I started the scan for my movie collection (roughly 140 movies) on my Raspberry Pi 3B. It has become unresponsive and I can’t ssh in now. It seems to be due to all the ffmpeg instances. I have two questions:
Should I wait for an hour or should I just reboot the server? Also, is there a way to disable the setting for chapter images from the web UI? I can’t find it in the setting.
I waited a long time before making this post. Within minutes of posting the system became responsive again. It only picked up on one movie though.
Jellyfin really shouldn’t push the available system resources so hard. It’s impossible for the user to know if the scan is actually happening when the UI and SSH interfaces have locked up. It seems it couldn’t complete the scan either because it was being excessive with system resources.

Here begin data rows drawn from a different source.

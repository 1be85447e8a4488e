//! Palm detection decoding
//!
//! The palm model is an SSD-style detector: every anchor on two feature grids
//! predicts a score plus a box and seven palm keypoints relative to the
//! anchor center. Only the single best palm is kept.

use glam::Vec2;
use image::imageops::{self, FilterType};
use image::RgbaImage;

use super::TrackerError;

/// Palm model input edge length in pixels
pub const PALM_INPUT_SIZE: u32 = 192;
/// Keypoints predicted per palm
pub const PALM_KEYPOINTS: usize = 7;
/// Palm keypoint at the center of the wrist
pub const WRIST_KEYPOINT: usize = 0;
/// Palm keypoint at the base of the middle finger
pub const MIDDLE_BASE_KEYPOINT: usize = 2;

/// Box (4) plus keypoints (2 each) per anchor
const VALUES_PER_ANCHOR: usize = 4 + PALM_KEYPOINTS * 2;
/// Sigmoid score below which a palm is ignored
const PALM_SCORE_THRESHOLD: f32 = 0.5;
/// (grid size, anchors per cell) for the stride 8 and stride 16 layers
const ANCHOR_LAYERS: [(u32, usize); 2] = [(24, 2), (12, 6)];

/// Anchor centers in normalized input coordinates, in model output order
pub fn palm_anchors() -> Vec<Vec2> {
    let mut anchors = Vec::new();
    for (grid, per_cell) in ANCHOR_LAYERS {
        for y in 0..grid {
            for x in 0..grid {
                let center = Vec2::new(
                    (x as f32 + 0.5) / grid as f32,
                    (y as f32 + 0.5) / grid as f32,
                );
                anchors.extend(std::iter::repeat(center).take(per_cell));
            }
        }
    }
    anchors
}

/// Aspect-preserving fit of a frame into the square model input
#[derive(Debug, Clone, Copy, PartialEq)]
pub struct Letterbox {
    /// Input pixels per frame pixel
    scale: f32,
    /// Offset of the frame content inside the input, in input pixels
    pad: Vec2,
    input_size: f32,
    content: (u32, u32),
}

impl Letterbox {
    pub fn new(width: u32, height: u32, input_size: u32) -> Self {
        let scale = input_size as f32 / width.max(height).max(1) as f32;
        let content_w = ((width as f32 * scale).round() as u32).clamp(1, input_size);
        let content_h = ((height as f32 * scale).round() as u32).clamp(1, input_size);
        Self {
            scale,
            pad: Vec2::new(
                ((input_size - content_w) / 2) as f32,
                ((input_size - content_h) / 2) as f32,
            ),
            input_size: input_size as f32,
            content: (content_w, content_h),
        }
    }

    pub fn scale(&self) -> f32 {
        self.scale
    }

    /// Normalized input coordinates to frame pixels
    pub fn to_frame(&self, normalized: Vec2) -> Vec2 {
        (normalized * self.input_size - self.pad) / self.scale
    }

    /// Frame pixels to normalized input coordinates
    pub fn to_input(&self, frame: Vec2) -> Vec2 {
        (frame * self.scale + self.pad) / self.input_size
    }

    /// Resize `image` into a black square input image
    pub fn apply(&self, image: &RgbaImage) -> RgbaImage {
        let size = self.input_size as u32;
        let mut canvas = RgbaImage::from_pixel(size, size, image::Rgba([0, 0, 0, 255]));
        let resized = imageops::resize(image, self.content.0, self.content.1, FilterType::Triangle);
        imageops::replace(&mut canvas, &resized, self.pad.x as i64, self.pad.y as i64);
        canvas
    }
}

/// Best palm found in a frame, in frame pixels
#[derive(Debug, Clone, PartialEq)]
pub struct PalmDetection {
    pub score: f32,
    pub center: Vec2,
    pub size: Vec2,
    pub keypoints: [Vec2; PALM_KEYPOINTS],
}

fn sigmoid(x: f32) -> f32 {
    1.0 / (1.0 + (-x.clamp(-100.0, 100.0)).exp())
}

/// Pick the highest scoring anchor and decode its box and keypoints.
///
/// `regressors` holds `VALUES_PER_ANCHOR` values per anchor in input pixels,
/// `scores` one raw logit per anchor.
pub fn decode_best_palm(
    regressors: &[f32],
    scores: &[f32],
    anchors: &[Vec2],
    letterbox: &Letterbox,
) -> Result<Option<PalmDetection>, TrackerError> {
    if scores.len() != anchors.len() || regressors.len() != anchors.len() * VALUES_PER_ANCHOR {
        return Err(TrackerError::Inference(format!(
            "palm output sizes {}/{} do not match {} anchors",
            regressors.len(),
            scores.len(),
            anchors.len()
        )));
    }

    let best = scores
        .iter()
        .map(|&logit| sigmoid(logit))
        .enumerate()
        .filter(|&(_, score)| score >= PALM_SCORE_THRESHOLD)
        .max_by(|a, b| a.1.total_cmp(&b.1));
    let Some((index, score)) = best else {
        return Ok(None);
    };

    let raw = &regressors[index * VALUES_PER_ANCHOR..(index + 1) * VALUES_PER_ANCHOR];
    let anchor = anchors[index];
    let input_size = PALM_INPUT_SIZE as f32;
    let at = |dx: f32, dy: f32| letterbox.to_frame(anchor + Vec2::new(dx, dy) / input_size);

    let mut keypoints = [Vec2::ZERO; PALM_KEYPOINTS];
    for (k, keypoint) in keypoints.iter_mut().enumerate() {
        *keypoint = at(raw[4 + k * 2], raw[5 + k * 2]);
    }

    Ok(Some(PalmDetection {
        score,
        center: at(raw[0], raw[1]),
        size: Vec2::new(raw[2], raw[3]) / letterbox.scale(),
        keypoints,
    }))
}
//! Runtime settings
//!
//! There are no configuration files. Everything that can be tuned comes from
//! environment variables, with built-in defaults for all of them.

use std::path::PathBuf;

/// Fixed remote location of the hand landmark model
pub const DEFAULT_MODEL_URL: &str = "https://github.com/opencv/opencv_zoo/raw/main/models/handpose_estimation_mediapipe/handpose_estimation_mediapipe_2023feb.onnx";
/// Fixed remote location of the palm detection model
pub const DEFAULT_PALM_MODEL_URL: &str = "https://github.com/opencv/opencv_zoo/raw/main/models/palm_detection_mediapipe/palm_detection_mediapipe_2023feb.onnx";

/// Default generative model name
pub const DEFAULT_GEMINI_MODEL: &str = "gemini-2.5-flash";

/// Requested camera resolution
pub const CAMERA_WIDTH: u32 = 320;
pub const CAMERA_HEIGHT: u32 = 240;

const ENV_API_KEY: &str = "GEMINI_API_KEY";
const ENV_GEMINI_MODEL: &str = "GESTURE_CLOUD_GEMINI_MODEL";
const ENV_CAMERA: &str = "GESTURE_CLOUD_CAMERA";
const ENV_MODEL_PATH: &str = "GESTURE_CLOUD_MODEL_PATH";
const ENV_MODEL_URL: &str = "GESTURE_CLOUD_MODEL_URL";
const ENV_PALM_MODEL_PATH: &str = "GESTURE_CLOUD_PALM_MODEL_PATH";
const ENV_PALM_MODEL_URL: &str = "GESTURE_CLOUD_PALM_MODEL_URL";

/// Application settings
#[derive(Debug, Clone, PartialEq)]
pub struct Settings {
    /// API key for the generative text service
    pub api_key: Option<String>,
    /// Generative model name
    pub gemini_model: String,
    /// Camera index to open
    pub camera_index: u32,
    /// Local landmark model, skipping the download when set
    pub model_path: Option<PathBuf>,
    /// Where to fetch the landmark model from
    pub model_url: String,
    /// Local palm detection model, skipping the download when set
    pub palm_model_path: Option<PathBuf>,
    /// Where to fetch the palm detection model from
    pub palm_model_url: String,
}

impl Default for Settings {
    fn default() -> Self {
        Self {
            api_key: None,
            gemini_model: DEFAULT_GEMINI_MODEL.to_string(),
            camera_index: 0,
            model_path: None,
            model_url: DEFAULT_MODEL_URL.to_string(),
            palm_model_path: None,
            palm_model_url: DEFAULT_PALM_MODEL_URL.to_string(),
        }
    }
}

impl Settings {
    /// Read settings from the process environment
    pub fn from_env() -> Self {
        Self::from_lookup(|key| std::env::var(key).ok())
    }

    /// Build settings from an arbitrary key lookup
    pub fn from_lookup<F>(lookup: F) -> Self
    where
        F: Fn(&str) -> Option<String>,
    {
        let defaults = Self::default();
        let non_empty = |key: &str| lookup(key).filter(|v| !v.trim().is_empty());

        let camera_index = match non_empty(ENV_CAMERA) {
            Some(raw) => raw.trim().parse().unwrap_or_else(|_| {
                log::warn!("Ignoring invalid {}={:?}, using camera 0", ENV_CAMERA, raw);
                defaults.camera_index
            }),
            None => defaults.camera_index,
        };

        Self {
            api_key: non_empty(ENV_API_KEY),
            gemini_model: non_empty(ENV_GEMINI_MODEL).unwrap_or(defaults.gemini_model),
            camera_index,
            model_path: non_empty(ENV_MODEL_PATH).map(PathBuf::from),
            model_url: non_empty(ENV_MODEL_URL).unwrap_or(defaults.model_url),
            palm_model_path: non_empty(ENV_PALM_MODEL_PATH).map(PathBuf::from),
            palm_model_url: non_empty(ENV_PALM_MODEL_URL).unwrap_or(defaults.palm_model_url),
        }
    }
}

#[cfg(test)]
mod tests {
    use super::*;
    use std::collections::HashMap;

    fn lookup(pairs: &[(&str, &str)]) -> impl Fn(&str) -> Option<String> {
        let map: HashMap<String, String> = pairs
            .iter()
            .map(|(k, v)| (k.to_string(), v.to_string()))
            .collect();
        move |key| map.get(key).cloned()
    }

    #[test]
    fn test_defaults_when_environment_empty() {
        let settings = Settings::from_lookup(lookup(&[]));
        assert_eq!(settings, Settings::default());
        assert!(settings.api_key.is_none());
    }

    #[test]
    fn test_reads_overrides() {
        let settings = Settings::from_lookup(lookup(&[
            ("GEMINI_API_KEY", "secret"),
            ("GESTURE_CLOUD_GEMINI_MODEL", "gemini-test"),
            ("GESTURE_CLOUD_CAMERA", "2"),
            ("GESTURE_CLOUD_MODEL_PATH", "/tmp/hand.onnx"),
            ("GESTURE_CLOUD_PALM_MODEL_URL", "https://example.com/palm.onnx"),
        ]));
        assert_eq!(settings.api_key.as_deref(), Some("secret"));
        assert_eq!(settings.gemini_model, "gemini-test");
        assert_eq!(settings.camera_index, 2);
        assert_eq!(settings.model_path, Some(PathBuf::from("/tmp/hand.onnx")));
        assert_eq!(settings.model_url, DEFAULT_MODEL_URL);
        assert_eq!(settings.palm_model_path, None);
        assert_eq!(settings.palm_model_url, "https://example.com/palm.onnx");
    }

    #[test]
    fn test_invalid_camera_index_falls_back() {
        let settings = Settings::from_lookup(lookup(&[("GESTURE_CLOUD_CAMERA", "front")]));
        assert_eq!(settings.camera_index, 0);
    }

    #[test]
    fn test_blank_api_key_treated_as_missing() {
        let settings = Settings::from_lookup(lookup(&[("GEMINI_API_KEY", "  ")]));
        assert!(settings.api_key.is_none());
    }
}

…i think a 3B is severely underpowered if you are going to be using transcoding. I’d disable it completely so it basically only serves the file.
That’s really interesting. I did a quick test and the RAM usage is still creeping up but I’d need to let it run for longer to see if it plateaus at a lower level. Thanks for the suggestion.
I’d mean CPU resources. As in, any of those things will hit ffmpeg, which in your CPU uses with very little if any acceleration (not sure if anything for decoding, but most definitely NOT for encoding), and will hog the resources and hamper everything else.
If you use some kind of virtualisation and/or containerisation then you can limit ram and/or cpu usage. This can of course greatly reduce lockups if not eliminate them.
Edit: I only now read it’s a Pi 3B. Not sure if hosting Jellyfin on that device is a good idea… If you insist though, consider running an LXC inbetween and limit it to three cores. That should leave one core available for the system so the system doesn’t lock up again.
Thanks so much. Sound like I need to learn a bit more about docker. That’s how I installed it.
Can you maybe set niceness, ioniceness and cpu affinity?
if you lower those for the type of processes that cause this, responsiveness for other things will be better.
If you can’t inject things like ionice or nice into the command lines of those processes, maybe use a cronjob to find and renice or ionice -p them.
It is running ffmpeg which is likely converting your videos (or possibly extracting thumbnails).
I’d look in the settings and see if there’s something related to that you can turn off.
Probably your 3b is way underpowered for the task? I don’t want to discourage you, but I only use mine as USBIP server and even updating that thing after install is feeling f* slow.
I think you’re right. The CPU issue settles down after the first scan on a vanilla installation. But now my swap space is getting filled which is locking up the system. A Pi4 with 4GB of RAM isn’t expensive though so if I can just swap the units without having to do anything else I might do that.